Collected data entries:
***
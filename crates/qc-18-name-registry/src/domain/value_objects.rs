//! # Value Objects
//!
//! Immutable primitives shared by every registry component.
//! These types are defined by their value, not identity.

use serde::{Deserialize, Serialize};
use std::fmt;
use std::str::FromStr;

// Re-export U256 from primitive-types for native-value arithmetic
pub use primitive_types::U256;

/// Unix timestamp in seconds.
pub type Timestamp = u64;

// =============================================================================
// ADDRESS (20 bytes)
// =============================================================================

/// A 20-byte account address.
#[derive(Clone, Copy, PartialEq, Eq, Hash, PartialOrd, Ord, Default, Serialize, Deserialize)]
pub struct Address(pub [u8; 20]);

impl Address {
    /// The zero address (0x0000...0000).
    pub const ZERO: Self = Self([0u8; 20]);

    /// Creates an address from a 20-byte array.
    #[must_use]
    pub const fn new(bytes: [u8; 20]) -> Self {
        Self(bytes)
    }

    /// Creates an address from a slice. Returns None if wrong length.
    #[must_use]
    pub fn from_slice(slice: &[u8]) -> Option<Self> {
        if slice.len() == 20 {
            let mut bytes = [0u8; 20];
            bytes.copy_from_slice(slice);
            Some(Self(bytes))
        } else {
            None
        }
    }

    /// Returns the underlying bytes.
    #[must_use]
    pub const fn as_bytes(&self) -> &[u8; 20] {
        &self.0
    }

    /// Returns true if this is the zero address.
    #[must_use]
    pub fn is_zero(&self) -> bool {
        self.0 == [0u8; 20]
    }

    /// Left-pads the address to a 32-byte ABI word.
    #[must_use]
    pub fn to_word(&self) -> [u8; 32] {
        let mut word = [0u8; 32];
        word[12..].copy_from_slice(&self.0);
        word
    }
}

impl fmt::Debug for Address {
    fn fmt(&self, f: &mut fmt::Formatter<'_>) -> fmt::Result {
        write!(f, "0x{}", hex::encode(self.0))
    }
}

impl fmt::Display for Address {
    fn fmt(&self, f: &mut fmt::Formatter<'_>) -> fmt::Result {
        write!(f, "0x")?;
        for byte in &self.0[..4] {
            write!(f, "{byte:02x}")?;
        }
        write!(f, "...")?;
        for byte in &self.0[18..] {
            write!(f, "{byte:02x}")?;
        }
        Ok(())
    }
}

impl From<[u8; 20]> for Address {
    fn from(bytes: [u8; 20]) -> Self {
        Self(bytes)
    }
}

impl From<Address> for [u8; 20] {
    fn from(addr: Address) -> Self {
        addr.0
    }
}

/// Error parsing an address from hex.
#[derive(Debug, Clone, PartialEq, Eq, thiserror::Error)]
pub enum AddressParseError {
    /// Input is not valid hex.
    #[error("invalid hex: {0}")]
    InvalidHex(String),

    /// Decoded input is not 20 bytes.
    #[error("invalid address length: expected 20 bytes, got {0}")]
    InvalidLength(usize),
}

impl FromStr for Address {
    type Err = AddressParseError;

    fn from_str(s: &str) -> Result<Self, Self::Err> {
        let digits = s
            .strip_prefix("0x")
            .or_else(|| s.strip_prefix("0X"))
            .unwrap_or(s);
        let bytes =
            hex::decode(digits).map_err(|e| AddressParseError::InvalidHex(e.to_string()))?;
        Self::from_slice(&bytes).ok_or(AddressParseError::InvalidLength(bytes.len()))
    }
}

// =============================================================================
// HASH (32 bytes)
// =============================================================================

/// A 32-byte Keccak-256 digest.
#[derive(Clone, Copy, PartialEq, Eq, Hash, Default, Serialize, Deserialize)]
pub struct Hash(pub [u8; 32]);

impl Hash {
    /// The zero hash.
    pub const ZERO: Self = Self([0u8; 32]);

    /// Creates a hash from a 32-byte array.
    #[must_use]
    pub const fn new(bytes: [u8; 32]) -> Self {
        Self(bytes)
    }

    /// Returns the underlying bytes.
    #[must_use]
    pub const fn as_bytes(&self) -> &[u8; 32] {
        &self.0
    }
}

impl fmt::Debug for Hash {
    fn fmt(&self, f: &mut fmt::Formatter<'_>) -> fmt::Result {
        write!(f, "0x{}", hex::encode(self.0))
    }
}

impl From<[u8; 32]> for Hash {
    fn from(bytes: [u8; 32]) -> Self {
        Self(bytes)
    }
}

// =============================================================================
// CALL CONTEXT
// =============================================================================

/// The authenticated caller of a registry operation and the native value
/// attached to the call.
#[derive(Clone, Copy, Debug, PartialEq, Eq, Serialize, Deserialize)]
pub struct CallContext {
    /// Account invoking the operation.
    pub caller: Address,
    /// Value sent along with the call.
    pub value: U256,
}

impl CallContext {
    /// A call carrying `value`.
    #[must_use]
    pub fn new(caller: Address, value: U256) -> Self {
        Self { caller, value }
    }

    /// A call carrying no value.
    #[must_use]
    pub fn unpaid(caller: Address) -> Self {
        Self {
            caller,
            value: U256::zero(),
        }
    }
}

/// Converts a decimal amount of thousandths of a whole unit into base units.
///
/// `milli_units(1)` is 10^15, the registry's default price step.
#[must_use]
pub fn milli_units(thousandths: u64) -> U256 {
    U256::from(thousandths) * U256::exp10(15)
}

// =============================================================================
// TESTS
// =============================================================================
***
Every line in the entries above that mentions the word "PartialEq" must be shown.

- [Solution to the problem]
#[derive(Clone, Copy, PartialEq, Eq, Hash, PartialOrd, Ord, Default, Serialize, Deserialize)]
#[derive(Debug, Clone, PartialEq, Eq, thiserror::Error)]
#[derive(Clone, Copy, PartialEq, Eq, Hash, Default, Serialize, Deserialize)]
#[derive(Clone, Copy, Debug, PartialEq, Eq, Serialize, Deserialize)]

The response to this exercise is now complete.